The 4-year-old Cigar already had lost more races than he had won when he began his 16-race winning streak at the end of 1994. Few paid attention, though, to those earlier attempts to find his way, and by the time the 1995 Breeders’ Cup Classic at Belmont Park was in the books no one argued with Tom Durkin’s description of their hero as “the incomparable, invincible, unbeatable Cigar!” Nine months later, when Cigar finally lost a race at Del Mar, his place in history was secure. He was still incomparable.

With the exception of her surgically-repaired ankle, Personal Ensign had a career that in many ways mirrors Frankel’s. She was brilliant at 2, 3, and 4, as trainer Shug McGaughey guided her on a steadily upward trajectory until, in the last half of 1988, she beat colts in the Whitney, beat Kentucky Derby winner Winning Colors in the Maskette, then made a joke of the Beldame before heading to cold and rainy Churchill Downs for her final race in the Breeders’ Cup Distaff. It’s hardly a stretch for McGaughey to imagine the thoughts swirling around Henry Cecil, as he faces a similar scenario.

“He’s got everything in order, but I’m sure he’s excited, and nervous, too,” McGaughey said this week. “It would be disappointing to go through all they go through to get to that point, and then to get beat. But you’ve got to feel positive going in and that you’ve done all you can, which is about all you can do.”
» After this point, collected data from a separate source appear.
use clap::CommandFactory;
use clap::Parser;
use tracing::debug;
use tracing::warn;

use garmin_dev::commands::Cli;
use garmin_dev::config::ConfigResolver;
use garmin_dev::interrupt;
use garmin_dev::plugins::PluginContext;
use garmin_dev::plugins::PluginRegistry;
use garmin_dev::telemetry::init_tracing;
use garmin_dev_common::color_init;
use garmin_dev_common::exit_codes;

fn main() {
    std::process::exit(run());
}

fn run() -> i32 {
    let cli = Cli::parse();

    color_init(cli.no_color);

    let resolved = match ConfigResolver::system().resolve(cli.config.as_deref()) {
        Ok(resolved) => resolved,
        Err(err) => {
            err.report();
            return err.exit_code();
        }
    };

    let verbose = cli.verbose || resolved.config.verbose;
    let _telemetry = init_tracing(if verbose { "info" } else { "warn" });
    for warning in &resolved.warnings {
        warn!("{}", warning);
    }
    debug!(source = %resolved.source, "configuration resolved");

    let registry = PluginRegistry::with_defaults();

    if cli.list_plugins {
        return match registry.write_listing(&mut std::io::stdout()) {
            Ok(()) => exit_codes::SUCCESS,
            Err(_) => exit_codes::IO_ERROR,
        };
    }

    let Some((name, args)) = cli.plugin_invocation() else {
        return match Cli::command().print_help() {
            Ok(()) => exit_codes::SUCCESS,
            Err(_) => exit_codes::IO_ERROR,
        };
    };

    let cancel = interrupt::install();
    let ctx = PluginContext::new(&resolved.config, &cancel);
    registry.run(&ctx, name, args)
}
Pressure and all, there is something about having an unbeaten horse at the highest levels that creates a certain warm glow of confidence. “Her last race had been so good, and her competition hadn’t really been doing that good, so I really didn’t see there were any roadblocks,” McGaughey said of Personal Ensign. “I really didn’t even worry about the weather.”

Bad track and all, Personal Ensign somehow put her nose on the line first to beat a determined Winning Colors and retire with a record of 13 wins from 13 starts.
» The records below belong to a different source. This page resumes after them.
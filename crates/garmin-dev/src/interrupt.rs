//! Ctrl-C handling for long captures.

use std::sync::atomic::AtomicBool;
use std::sync::Arc;

/// Flag set on the first SIGINT. Extraction checks it between lines and
/// abandons the run. A second SIGINT exits immediately with status 130.
pub fn install() -> Arc<AtomicBool> {
    let cancel = Arc::new(AtomicBool::new(false));

    #[cfg(unix)]
    {
        use signal_hook::consts::SIGINT;
        use signal_hook::flag;

        let registered = flag::register_conditional_shutdown(
            SIGINT,
            garmin_dev_common::exit_codes::INTERRUPTED,
            Arc::clone(&cancel),
        )
        .and_then(|_| flag::register(SIGINT, Arc::clone(&cancel)));

        if let Err(err) = registered {
            tracing::warn!(error = %err, "failed to install SIGINT handler");
        }
    }

    cancel
}
use std::fmt;
use std::str::FromStr;

/// Pixel coordinate on the device screen.
#[derive(Debug, Clone, Copy, PartialEq, Eq, Hash)]
pub struct Position {
    pub x: i32,
    pub y: i32,
}

impl Position {
    pub fn new(x: i32, y: i32) -> Self {
        Self { x, y }
    }
}

/// Rendered extent of a primitive.
///
/// Circles and strokes report a single scalar (radius or thickness), boxes a
/// width×height pair.
#[derive(Debug, Clone, Copy, PartialEq, Eq, Hash)]
pub enum Size {
    Scalar(u32),
    Dimensions { width: u32, height: u32 },
}

/// 24-bit RGB color, printed in canonical `#rrggbb` form.
#[derive(Debug, Clone, Copy, PartialEq, Eq, Hash)]
pub struct Rgb {
    pub r: u8,
    pub g: u8,
    pub b: u8,
}

impl Rgb {
    pub fn new(r: u8, g: u8, b: u8) -> Self {
        Self { r, g, b }
    }

    pub fn from_u32(value: u32) -> Option<Self> {
        if value > 0x00FF_FFFF {
            return None;
        }
        Some(Self {
            r: (value >> 16) as u8,
            g: (value >> 8) as u8,
            b: value as u8,
        })
    }
}

impl fmt::Display for Rgb {
    fn fmt(&self, f: &mut fmt::Formatter<'_>) -> fmt::Result {
        write!(f, "#{:02x}{:02x}{:02x}", self.r, self.g, self.b)
    }
}

/// Parse a firmware color token.
///
/// Accepts `0xRRGGBB`, `#RRGGBB` or bare hex digits in any case. Short values
/// are read as a 24-bit number, so `0xff` is `#0000ff`.
impl FromStr for Rgb {
    type Err = ();

    fn from_str(s: &str) -> Result<Self, Self::Err> {
        let s = s.trim();
        let digits = s
            .strip_prefix("0x")
            .or_else(|| s.strip_prefix("0X"))
            .or_else(|| s.strip_prefix('#'))
            .unwrap_or(s);

        if digits.is_empty()
            || digits.len() > 6
            || !digits.chars().all(|c| c.is_ascii_hexdigit())
        {
            return Err(());
        }

        u32::from_str_radix(digits, 16)
            .ok()
            .and_then(Rgb::from_u32)
            .ok_or(())
    }
}

/// Categorical font size reported by the firmware.
///
/// Known tags map to a point size at serialization time. Tags outside the
/// closed set are kept verbatim in [`FontSize::Other`].
#[derive(Debug, Clone, PartialEq, Eq, Hash)]
pub enum FontSize {
    XTiny,
    Small,
    Medium,
    Large,
    Other(String),
}

impl FontSize {
    pub fn from_tag(tag: &str) -> Self {
        match tag.trim().to_ascii_uppercase().as_str() {
            "XTINY" => FontSize::XTiny,
            "SMALL" => FontSize::Small,
            "MEDIUM" => FontSize::Medium,
            "LARGE" => FontSize::Large,
            _ => FontSize::Other(tag.trim().to_string()),
        }
    }

    pub fn from_point_size(points: u32) -> Option<Self> {
        match points {
            10 => Some(FontSize::XTiny),
            14 => Some(FontSize::Small),
            18 => Some(FontSize::Medium),
            24 => Some(FontSize::Large),
            _ => None,
        }
    }

    pub fn point_size(&self) -> Option<u32> {
        match self {
            FontSize::XTiny => Some(10),
            FontSize::Small => Some(14),
            FontSize::Medium => Some(18),
            FontSize::Large => Some(24),
            FontSize::Other(_) => None,
        }
    }

    pub fn is_known(&self) -> bool {
        !matches!(self, FontSize::Other(_))
    }

    pub fn tag(&self) -> &str {
        match self {
            FontSize::XTiny => "XTINY",
            FontSize::Small => "SMALL",
            FontSize::Medium => "MEDIUM",
            FontSize::Large => "LARGE",
            FontSize::Other(tag) => tag,
        }
    }
}

impl fmt::Display for FontSize {
    /// Serialized form: the point size for known tags, the raw tag otherwise.
    fn fmt(&self, f: &mut fmt::Formatter<'_>) -> fmt::Result {
        match self.point_size() {
            Some(points) => write!(f, "{}", points),
            None => f.write_str(self.tag()),
        }
    }
}

/// Language-neutral description of one rendered UI element.
///
/// `kind` is always present. Every other field is optional and is omitted from
/// serialized output when absent.
#[derive(Debug, Clone, PartialEq, Eq)]
pub struct ElementSpec {
    pub kind: String,
    /// Disambiguating sub-identifier from the log line (a side, an index).
    pub label: Option<String>,
    pub position: Option<Position>,
    pub size: Option<Size>,
    pub color: Option<Rgb>,
    pub font: Option<FontSize>,
    pub text_content: Option<String>,
}

impl ElementSpec {
    pub fn new(kind: impl Into<String>) -> Self {
        Self {
            kind: kind.into(),
            label: None,
            position: None,
            size: None,
            color: None,
            font: None,
            text_content: None,
        }
    }

    pub fn with_label(mut self, label: impl Into<String>) -> Self {
        self.label = Some(label.into());
        self
    }

    pub fn with_position(mut self, x: i32, y: i32) -> Self {
        self.position = Some(Position::new(x, y));
        self
    }

    pub fn with_size(mut self, size: Size) -> Self {
        self.size = Some(size);
        self
    }

    pub fn with_color(mut self, color: Rgb) -> Self {
        self.color = Some(color);
        self
    }

    pub fn with_font(mut self, font: FontSize) -> Self {
        self.font = Some(font);
        self
    }

    pub fn with_text(mut self, text: impl Into<String>) -> Self {
        self.text_content = Some(text.into());
        self
    }
}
“When it was over, there really wasn’t any sadness,” McGaughey said. “You’d miss her, sure, being around a horse like that for more than two years pretty much every day. But if we kept going somewhere along the line she was going to get beat, and I didn’t want to see that.”

The party line coming from British media and horsemen is that Frankel is up against his toughest challenge on Saturday.
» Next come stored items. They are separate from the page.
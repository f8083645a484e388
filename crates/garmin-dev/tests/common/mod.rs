#![allow(dead_code)]

use assert_cmd::Command;
use std::path::{Path, PathBuf};
use tempfile::TempDir;

pub const WATCH_FACE_LOG: &str = "\
[12:00:00] INFO: simulator started
[WatchFace] RENDER: Screen(260x260) Center(130,130)
[WatchFace] RENDER: HourNumber(12) Position(130,20) Font(LARGE) Color(0xFFFFFF)
[WatchFace] STATE: mode=active
[WatchFace] RENDER: HourNumber(3) Position(240,130) Font(LARGE) Color(0xFFFFFF)
[WatchFace] DEBUG: onUpdate took 4ms
[WatchFace] RENDER: MinuteMarker(15) Position(250,130) Size(2x8) Color(0x888888)
";

pub const JAILBOT_LOG: &str =
    "RENDER: JailbotEye(LEFT) Position(110,125) Size(8x3) Color(0x00ff00)\n";

/// A scratch directory used as cwd and HOME so no real config is picked up.
pub struct Sandbox {
    dir: TempDir,
}

impl Sandbox {
    pub fn new() -> Self {
        Self {
            dir: tempfile::tempdir().expect("create sandbox"),
        }
    }

    pub fn path(&self) -> &Path {
        self.dir.path()
    }

    pub fn write(&self, name: &str, body: &str) -> PathBuf {
        let path = self.dir.path().join(name);
        std::fs::write(&path, body).expect("write sandbox file");
        path
    }

    pub fn read(&self, name: &str) -> String {
        std::fs::read_to_string(self.dir.path().join(name)).expect("read sandbox file")
    }

    pub fn exists(&self, name: &str) -> bool {
        self.dir.path().join(name).exists()
    }

    pub fn cmd(&self) -> Command {
        let mut cmd = garmin_dev_cmd();
        cmd.current_dir(self.dir.path())
            .env("HOME", self.dir.path())
            .env("NO_COLOR", "1")
            .env_remove("GARMIN_DEV_DEVICE")
            .env_remove("GARMIN_DEV_FORMAT")
            .env_remove("GARMIN_DEV_SDK")
            .env_remove("GARMIN_DEV_LOG")
            .env_remove("RUST_LOG");
        cmd
    }
}

pub fn garmin_dev_cmd() -> Command {
    Command::new(assert_cmd::cargo::cargo_bin!("garmin-dev"))
}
“I feel like we say that quite often,” confessed British racing commentator Lydia Hislop. “But it really is true.”

Having dismantled Europe’s best milers and dusted middle distance stalwarts Twice Over, Farrh, and St. Nicholas Abbey in his most recent race, Frankel now gets a crack at defending Champion Stakes winner Cirrus des Aigles, who, if his record is accurate, might as well be called “Jean Henri.”

This guy has raced 44 times, won 16, and been another 21 times second or third for earnings of $5.8 million. The 1 1/4 miles of the Champion, around two clockwise corners of Ascot’s vast, triangular course, seems to suit his nimble, persistent style, and he had a perfect prep at home to set him up for Saturday.

Then there is Nathaniel, who like Frankel is a 4-year-old son of Galileo making his final start in the Champion. Nathaniel lives just down the road from Frankel in a stall on a quiet knoll once occupied by Breeders’ Cup Classic winner Raven’s Pass. He has won three of England’s biggest prizes for trainer John Gosden, who enjoys pointing to a maiden race back in August 2010 that American horseplayers would refer to as a “key heat.”

“It’s fitting, isn’t it?” Gosden offered. “There they were, Frankel and Nathaniel, making their first starts on a quiet Friday at Newmarket, and they finish half a length apart. Who’d have thought that’s the closest anyone would get to beating Frankel for the next two years? Now here they are coming to the end together.”

As for the end, Juddmonte racing manager Teddy Grimthorpe prefers to postpone thoughts of the inevitable letdown.

“The race in front of us is what matters right now, though I’m sure it will hit us eventually,” Grimthorpe said. “The attention alone he’s brought to the sport has been unbelievable, as it has been for all of us lucky enough to have been along for the ride. The Racing Post runs a feature called ‘Where Are They Now?’ Come December I fully expect my name will be listed.”